In matters of weather, sports, and politics, Canadians are surely comforted by Nietzsche’s pronouncement that what doesn’t kill us makes us stronger. (We generally ignore the entailment that what doesn’t make us stronger kills us.) Today’s word seems particularly germane in that vein.

Ah, roborant. So much there. To begin with the end, there is rant. Canadians are fond of rants, of course; we just love to complain. It’s prophylaxis for actually doing anything. Molson Canadian had a very successful commercial that was a Canadian rant. Rick Mercer is well loved for his political rants on his weekly new humour show (Canadians excel at topical humour, and most other kids of humour too; many of the funniest people in the US are Canadians).

And the robo is clearly topical: we are currently in the middle of the robocall scandal, in which voters in some ridings who were identified as likely Liberal or NDP voters were deliberately directed by automated phone calls (and sometimes by live callers) to the wrong polling stations. A rant on that topic would qualify as a robo-rant, to be sure.

Or, on the other hand, it could be a Toronto thing. Our mayor here, after all, is named Rob, and – aside from having a decade-long history as a councillor of ranting a lot and listening very little – he has done a variety of things as mayor that have led quite a lot of people to quite a lot of ranting. So perhaps roborant is a Rob-o-rant?

Or maybe it’s just a rubber ant: a bug that won’t be squished. No matter how hard you stomp, it bounces back. Or it could be a robber ant, a Robin Hood that can’t afford the inflated property prices in Toronto and has a rob a rent every month.

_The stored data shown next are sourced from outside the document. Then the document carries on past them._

/// Scripted provider for tests and offline runs.
///
/// Returns queued completions in order, then repeats the fallback.
pub struct MockLLMProvider {
    script: Mutex<VecDeque<Completion>>,
    fallback: Completion,
    structured: Option<Value>,
    delay: Duration,
    calls: AtomicUsize,
    seen: Mutex<Vec<Vec<Message>>>,
}

impl MockLLMProvider {
    pub fn new() -> Self {
        Self::with_response("Done.".to_string())
    }

    pub fn with_response(response: String) -> Self {
        Self {
            script: Mutex::new(VecDeque::new()),
            fallback: Completion::text(response),
            structured: None,
            delay: Duration::ZERO,
            calls: AtomicUsize::new(0),
            seen: Mutex::new(Vec::new()),
        }
    }

    pub fn with_script(script: Vec<Completion>, fallback: Completion) -> Self {
        Self {
            script: Mutex::new(script.into()),
            fallback,
            ..Self::new()
        }
    }

    pub fn with_structured(mut self, value: Value) -> Self {
        self.structured = Some(value);
        self
    }

    /// Every call sleeps this long before answering.
    pub fn with_delay(mut self, delay: Duration) -> Self {
        self.delay = delay;
        self
    }

    pub fn call_count(&self) -> usize {
        self.calls.load(Ordering::SeqCst)
    }

    /// Message lists received so far, one entry per call.
    pub fn seen_messages(&self) -> Vec<Vec<Message>> {
        self.seen.lock().map(|s| s.clone()).unwrap_or_default()
    }
}

impl Default for MockLLMProvider {
    fn default() -> Self {
        Self::new()
    }
}

#[async_trait]
impl LLMProvider for MockLLMProvider {
    async fn complete(&self, messages: Vec<Message>, _tools: &[ToolSpec]) -> Result<Completion> {
        self.calls.fetch_add(1, Ordering::SeqCst);
        if let Ok(mut seen) = self.seen.lock() {
            seen.push(messages);
        }
        if !self.delay.is_zero() {
            tokio::time::sleep(self.delay).await;
        }
        let next = self
            .script
            .lock()
            .map_err(|_| anyhow!("mock script lock poisoned"))?
            .pop_front();
        Ok(next.unwrap_or_else(|| self.fallback.clone()))
    }

    async fn complete_structured(&self, messages: Vec<Message>, _schema: &Value) -> Result<Value> {
        match &self.structured {
            Some(value) => {
                self.calls.fetch_add(1, Ordering::SeqCst);
                if !self.delay.is_zero() {
                    tokio::time::sleep(self.delay).await;
                }
                Ok(value.clone())
            }
            None => {
                let completion = self.complete(messages, &[]).await?;
                extract_json(&completion.text)
            }
        }
    }
}
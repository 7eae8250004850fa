use super::InventorySnapshot;

/// Food items in preference order (best first).
pub const FOOD_ITEMS: &[&str] = &[
    "golden_carrot",
    "cooked_beef",
    "cooked_porkchop",
    "cooked_mutton",
    "cooked_salmon",
    "cooked_chicken",
    "cooked_cod",
    "baked_potato",
    "bread",
    "carrot",
    "apple",
    "melon_slice",
    "sweet_berries",
    "beef",
    "porkchop",
];

/// Weapons in preference order (best first).
pub const WEAPON_ITEMS: &[&str] = &[
    "netherite_sword",
    "diamond_sword",
    "netherite_axe",
    "diamond_axe",
    "iron_sword",
    "iron_axe",
    "stone_sword",
    "stone_axe",
    "golden_sword",
    "wooden_sword",
    "wooden_axe",
];

pub const HOSTILE_MOBS: &[&str] = &[
    "zombie",
    "zombie_villager",
    "husk",
    "drowned",
    "skeleton",
    "stray",
    "creeper",
    "spider",
    "cave_spider",
    "witch",
    "slime",
    "phantom",
    "pillager",
    "vindicator",
    "blaze",
    "wither_skeleton",
    "enderman",
    "silverfish",
];

pub fn is_food(item: &str) -> bool {
    FOOD_ITEMS.contains(&item)
}

pub fn is_weapon(item: &str) -> bool {
    WEAPON_ITEMS.contains(&item)
}

pub fn is_hostile(name: &str) -> bool {
    HOSTILE_MOBS.contains(&name)
}

pub fn best_food(inventory: &InventorySnapshot) -> Option<&'static str> {
    best_of(FOOD_ITEMS, inventory)
}

pub fn best_weapon(inventory: &InventorySnapshot) -> Option<&'static str> {
    best_of(WEAPON_ITEMS, inventory)
}

fn best_of(ranked: &[&'static str], inventory: &InventorySnapshot) -> Option<&'static str> {
    ranked
        .iter()
        .copied()
        .find(|item| inventory.get(*item).copied().unwrap_or(0) > 0)
}
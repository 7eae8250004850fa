use anyhow::Result;

use crate::providers::Message;
use crate::types::{ActorKind, AgentTask};
use crate::world::{WorldState, MAX_HEALTH};

/// Radius used for the "nearby" line of the live-state snapshot.
pub const SNAPSHOT_RADIUS: f64 = 16.0;

/// Compact, line-oriented description of the agent's body and surroundings.
pub async fn describe_world(world: &dyn WorldState) -> Result<String> {
    let position = world.position().await?;
    let facing = world.facing().await?;
    let vitals = world.vitals().await?;
    let held = world.held_item().await?;

    let mut inventory: Vec<(String, u32)> = world
        .inventory()
        .await?
        .into_iter()
        .filter(|(_, count)| *count > 0)
        .collect();
    inventory.sort();
    let inventory = if inventory.is_empty() {
        "empty".to_string()
    } else {
        inventory
            .iter()
            .map(|(item, count)| format!("{} x{}", item, count))
            .collect::<Vec<_>>()
            .join(", ")
    };

    let mut actors = world.nearby_actors(SNAPSHOT_RADIUS).await?;
    actors.sort_by(|a, b| {
        a.position
            .distance_to(&position)
            .total_cmp(&b.position.distance_to(&position))
    });
    let nearby = if actors.is_empty() {
        "nobody".to_string()
    } else {
        actors
            .iter()
            .map(|a| {
                let kind = match a.kind {
                    ActorKind::Player => "player",
                    ActorKind::Hostile => "hostile",
                    ActorKind::Passive => "animal",
                    ActorKind::Item => "item",
                };
                format!("{} ({}) {:.1} blocks", a.name, kind, a.position.distance_to(&position))
            })
            .collect::<Vec<_>>()
            .join(", ")
    };

    Ok(format!(
        "position: {}\nfacing: {:.0} degrees\nhealth: {:.0}/{:.0}, food: {:.0}/{:.0}\nholding: {}\ninventory: {}\nnearby: {}",
        position,
        facing,
        vitals.health,
        MAX_HEALTH,
        vitals.food,
        MAX_HEALTH,
        held.as_deref().unwrap_or("nothing"),
        inventory,
        nearby
    ))
}

fn system_prompt(agent_name: &str, emergency: bool) -> String {
    let mut prompt = format!(
        "You are {}, an autonomous agent living in a block world. \
Act through the provided tools, one step at a time, and read each result before the next step. \
Start by calling `plan` with a short plan. \
When the goal is done, answer with a one or two sentence summary and no tool calls. \
Only ask a question when you genuinely need a player's answer.",
        agent_name
    );
    if emergency {
        prompt.push_str(" This is an emergency: skip planning and act immediately.");
    }
    prompt
}

/// Initial message list for one task run.
pub async fn build_messages(
    task: &AgentTask,
    world: &dyn WorldState,
    agent_name: &str,
    history_window: usize,
) -> Vec<Message> {
    let snapshot = match describe_world(world).await {
        Ok(snapshot) => snapshot,
        Err(e) => {
            log::warn!("could not snapshot world state: {:#}", e);
            format!("unavailable ({})", e)
        }
    };

    let mut user = format!("Current state:\n{}\n", snapshot);
    let skip = task.history.len().saturating_sub(history_window);
    let recent = &task.history[skip..];
    if !recent.is_empty() {
        user.push_str("\nRecent chat:\n");
        for line in recent {
            user.push_str(&format!("<{}> {}\n", line.speaker, line.text));
        }
    }
    user.push_str(&format!("\nGoal: {}", task.goal));

    vec![
        Message::system(system_prompt(agent_name, task.is_emergency)),
        Message::user(user),
    ]
}

#[cfg(test)]
mod tests {
    use super::*;
    use crate::types::{Actor, ChatLine, Position};
    use crate::world::SimulatedWorld;

    #[tokio::test]
    async fn test_snapshot_lists_inventory_and_neighbours() {
        let world = SimulatedWorld::new();
        world.set_item("dirt", 3).unwrap();
        world.set_item("bread", 2).unwrap();
        world
            .add_actor(Actor::new(1, "zombie", ActorKind::Hostile, Position::new(4.0, 64.0, 0.0)))
            .unwrap();

        let snapshot = describe_world(&world).await.unwrap();
        assert!(snapshot.contains("inventory: bread x2, dirt x3"));
        assert!(snapshot.contains("nearby: zombie (hostile) 4.0 blocks"));
        assert!(snapshot.contains("health: 20/20"));
    }

    #[tokio::test]
    async fn test_history_window_keeps_latest_lines() {
        let world = SimulatedWorld::new();
        let history = (0..5)
            .map(|i| ChatLine::new("alex", format!("line {}", i)))
            .collect();
        let task = AgentTask::new("wave").with_history(history).emergency();

        let messages = build_messages(&task, &world, "golem", 2).await;
        assert_eq!(messages.len(), 2);
        assert!(messages[0].content.contains("emergency"));
        let user = &messages[1].content;
        assert!(!user.contains("line 2"));
        assert!(user.contains("<alex> line 3"));
        assert!(user.contains("<alex> line 4"));
        assert!(user.ends_with("Goal: wave"));
    }
}
pub mod routines;
pub mod rules;

pub use rules::{decide, Situation};

use anyhow::Result;
use serde::{Deserialize, Serialize};
use serde_json::{json, Value};
use std::sync::atomic::{AtomicBool, Ordering};
use std::sync::Arc;
use std::time::Duration;

use crate::error::CoreError;
use crate::providers::{LLMProvider, Message};
use crate::types::{EntityId, Event, EventKind};
use crate::world::{best_food, best_weapon, MotorControl, WorldState, MAX_HEALTH};

#[derive(Debug, Clone, Serialize, Deserialize)]
#[serde(default)]
pub struct EmergencyConfig {
    pub model_timeout_ms: u64,
    pub motor_timeout_ms: u64,
    pub critical_health: f32,
    pub burst_window_ms: u64,
    pub burst_hits: u32,
    pub hostile_crowd: usize,
    pub flee_distance: f64,
    pub flee_duration_ms: u64,
    pub attack_radius: f64,
}

impl Default for EmergencyConfig {
    fn default() -> Self {
        Self {
            model_timeout_ms: 3_000,
            motor_timeout_ms: 5_000,
            critical_health: 10.0,
            burst_window_ms: 3_000,
            burst_hits: 3,
            hostile_crowd: 3,
            flee_distance: 8.0,
            flee_duration_ms: 2_000,
            attack_radius: 6.0,
        }
    }
}

/// One reflexive response.
#[derive(Debug, Clone, PartialEq)]
pub enum EmergencyAction {
    /// Unit horizontal direction `(dx, dz)`; `None` picks one at random.
    Flee { direction: Option<(f64, f64)> },
    Eat { item: String },
    Equip { item: String },
    Attack { entity: Option<EntityId> },
    DigUp,
    SwimUp,
    None,
}

impl EmergencyAction {
    pub const TAGS: [&'static str; 7] = ["flee", "eat", "equip", "attack", "dig_up", "swim_up", "none"];

    pub fn tag(&self) -> &'static str {
        match self {
            EmergencyAction::Flee { .. } => "flee",
            EmergencyAction::Eat { .. } => "eat",
            EmergencyAction::Equip { .. } => "equip",
            EmergencyAction::Attack { .. } => "attack",
            EmergencyAction::DigUp => "dig_up",
            EmergencyAction::SwimUp => "swim_up",
            EmergencyAction::None => "none",
        }
    }

    /// Turn a bare tag into a concrete action for the current situation.
    /// Tags whose payload cannot be satisfied resolve to `None`.
    pub fn from_tag(tag: &str, event: &Event, situation: &Situation) -> Option<EmergencyAction> {
        let action = match tag {
            "flee" => {
                let attacker = match &event.kind {
                    EventKind::Damage { attacker, .. } => attacker.as_ref(),
                    _ => None,
                };
                EmergencyAction::Flee {
                    direction: attacker
                        .and_then(|a| situation.position.horizontal_direction_from(&a.position)),
                }
            }
            "eat" => match &situation.best_food {
                Some(item) => EmergencyAction::Eat { item: item.clone() },
                None => EmergencyAction::None,
            },
            "equip" => match &situation.best_weapon {
                Some(item) => EmergencyAction::Equip { item: item.clone() },
                None => EmergencyAction::None,
            },
            "attack" => EmergencyAction::Attack { entity: None },
            "dig_up" => EmergencyAction::DigUp,
            "swim_up" => EmergencyAction::SwimUp,
            "none" => EmergencyAction::None,
            _ => return None,
        };
        Some(action)
    }
}

#[derive(Debug, Clone, Copy, PartialEq, Eq, Serialize)]
#[serde(rename_all = "snake_case")]
pub enum DecisionSource {
    Rule,
    Model,
    None,
}

#[derive(Debug, Clone, PartialEq)]
pub struct EmergencyOutcome {
    pub action: EmergencyAction,
    pub source: DecisionSource,
    /// The motor routine finished without error inside its time limit.
    pub executed: bool,
    /// Another response was already in flight; nothing was done.
    pub already_responding: bool,
}

impl EmergencyOutcome {
    fn nothing(source: DecisionSource) -> Self {
        Self {
            action: EmergencyAction::None,
            source,
            executed: false,
            already_responding: false,
        }
    }
}

const SYSTEM_PROMPT: &str = "You are the reflex system of an embodied game agent. \
A hazard just happened and none of the fixed rules applied. \
Pick exactly one action: flee, eat, equip, attack, dig_up, swim_up or none. \
Answer with JSON only.";

/// Selects and executes one [`EmergencyAction`] per hazard, one hazard at a time.
pub struct EmergencyAgent {
    world: Arc<dyn WorldState>,
    motor: Arc<dyn MotorControl>,
    llm: Arc<dyn LLMProvider>,
    config: EmergencyConfig,
    responding: AtomicBool,
}

struct RespondingGuard<'a>(&'a AtomicBool);

impl Drop for RespondingGuard<'_> {
    fn drop(&mut self) {
        self.0.store(false, Ordering::Release);
    }
}

impl EmergencyAgent {
    pub fn new(
        world: Arc<dyn WorldState>,
        motor: Arc<dyn MotorControl>,
        llm: Arc<dyn LLMProvider>,
        config: EmergencyConfig,
    ) -> Self {
        Self {
            world,
            motor,
            llm,
            config,
            responding: AtomicBool::new(false),
        }
    }

    pub fn config(&self) -> &EmergencyConfig {
        &self.config
    }

    pub fn is_responding(&self) -> bool {
        self.responding.load(Ordering::Acquire)
    }

    pub async fn respond_tag(&self, event: &Event) -> &'static str {
        self.respond(event).await.action.tag()
    }

    /// Never fails: every error path resolves to [`EmergencyAction::None`].
    pub async fn respond(&self, event: &Event) -> EmergencyOutcome {
        if self
            .responding
            .compare_exchange(false, true, Ordering::AcqRel, Ordering::Acquire)
            .is_err()
        {
            log::debug!("emergency response already in flight; skipping {}", event.event_type().as_str());
            return EmergencyOutcome {
                already_responding: true,
                ..EmergencyOutcome::nothing(DecisionSource::None)
            };
        }
        let _guard = RespondingGuard(&self.responding);

        let situation = match self.situation().await {
            Ok(situation) => situation,
            Err(e) => {
                log::warn!("emergency: could not read the world: {:#}", e);
                return EmergencyOutcome::nothing(DecisionSource::None);
            }
        };

        let (action, source) = match decide(&event.kind, &situation, &self.config) {
            Some(action) => (action, DecisionSource::Rule),
            None => match self.ask_model(event, &situation).await {
                EmergencyAction::None => (EmergencyAction::None, DecisionSource::None),
                action => (action, DecisionSource::Model),
            },
        };
        log::info!(
            "emergency: {} -> {} ({:?})",
            event.event_type().as_str(),
            action.tag(),
            source
        );

        if action == EmergencyAction::None {
            return EmergencyOutcome::nothing(source);
        }

        let limit = Duration::from_millis(self.config.motor_timeout_ms);
        let routine = routines::execute(&action, self.world.as_ref(), self.motor.as_ref(), &self.config);
        let executed = match tokio::time::timeout(limit, routine).await {
            Ok(Ok(())) => true,
            Ok(Err(e)) => {
                log::warn!("emergency routine '{}' failed: {:#}", action.tag(), e);
                false
            }
            Err(_) => {
                log::warn!("emergency routine '{}' timed out after {}ms", action.tag(), limit.as_millis());
                false
            }
        };

        EmergencyOutcome {
            action,
            source,
            executed,
            already_responding: false,
        }
    }

    async fn situation(&self) -> Result<Situation> {
        let vitals = self.world.vitals().await?;
        let inventory = self.world.inventory().await?;
        Ok(Situation {
            position: self.world.position().await?,
            health: vitals.health,
            food: vitals.food,
            held_item: self.world.held_item().await?,
            best_food: best_food(&inventory).map(str::to_string),
            best_weapon: best_weapon(&inventory).map(str::to_string),
        })
    }

    async fn ask_model(&self, event: &Event, situation: &Situation) -> EmergencyAction {
        let limit = Duration::from_millis(self.config.model_timeout_ms);
        let messages = vec![
            Message::system(SYSTEM_PROMPT),
            Message::user(model_context(event, situation)),
        ];
        let schema = action_schema();

        let reply = match tokio::time::timeout(limit, self.llm.complete_structured(messages, &schema)).await {
            Ok(Ok(value)) => value,
            Ok(Err(e)) => {
                log::warn!("emergency model call failed: {:#}", e);
                return EmergencyAction::None;
            }
            Err(_) => {
                log::warn!("{}", CoreError::timeout("emergency model call", limit));
                return EmergencyAction::None;
            }
        };

        if let Some(reason) = reply.get("reason").and_then(Value::as_str) {
            log::debug!("emergency model reasoning: {}", reason);
        }
        match parse_action(&reply, event, situation) {
            Ok(action) => action,
            Err(e) => {
                log::warn!("emergency: {}", e);
                EmergencyAction::None
            }
        }
    }
}

fn model_context(event: &Event, situation: &Situation) -> String {
    let event_json = serde_json::to_string(&event.kind).unwrap_or_else(|_| event.event_type().as_str().to_string());
    format!(
        "health: {:.0}/{:.0}\nfood: {:.0}/{:.0}\nholding: {}\nfood available: {}\nweapon available: {}\nevent: {}",
        situation.health,
        MAX_HEALTH,
        situation.food,
        MAX_HEALTH,
        situation.held_item.as_deref().unwrap_or("nothing"),
        situation.best_food.as_deref().unwrap_or("none"),
        situation.best_weapon.as_deref().unwrap_or("none"),
        event_json,
    )
}

fn action_schema() -> Value {
    json!({
        "type": "object",
        "properties": {
            "action": {
                "type": "string",
                "enum": EmergencyAction::TAGS,
            },
            "reason": { "type": "string" }
        },
        "required": ["action", "reason"],
        "additionalProperties": false
    })
}

fn parse_action(reply: &Value, event: &Event, situation: &Situation) -> Result<EmergencyAction, CoreError> {
    let tag = reply
        .get("action")
        .and_then(Value::as_str)
        .ok_or_else(|| CoreError::MalformedModelOutput(reply.to_string()))?;
    EmergencyAction::from_tag(tag.trim(), event, situation)
        .ok_or_else(|| CoreError::MalformedModelOutput(format!("unknown action '{}'", tag)))
}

Nah. What roborant has in common with all those things is just that if they’re not killing us, they must be roborants, according to Nietzsche.

Would you like me to corroborate that? Well, you can look at the word corroborate, which has the same root: Latin roborare, strengthen. (Although this word is said with stress on the first syllable, it has nothing to do with robot actually; robot was invented by Czech playwright Karel Čapek from the Czech robotnik “peasant”.) So if they strengthen us, then they’re roborants.

Admittedly, I’m stretching the definition a bit. A roborant is a strengthening or restorative food, medicine, or treatment, really. Things that actually make you feel better. Like a nice big plate of poutine on a cold winter’s day. The “character-building” abuse we regularly weather from the inevitable weather and the unnecessary political stupidity don’t really count.

But anyway, who ever said Nietzsche was right about anything? We can get into all sorts of trouble from believing things just because they’re clever-sounding or provide tidy explanations.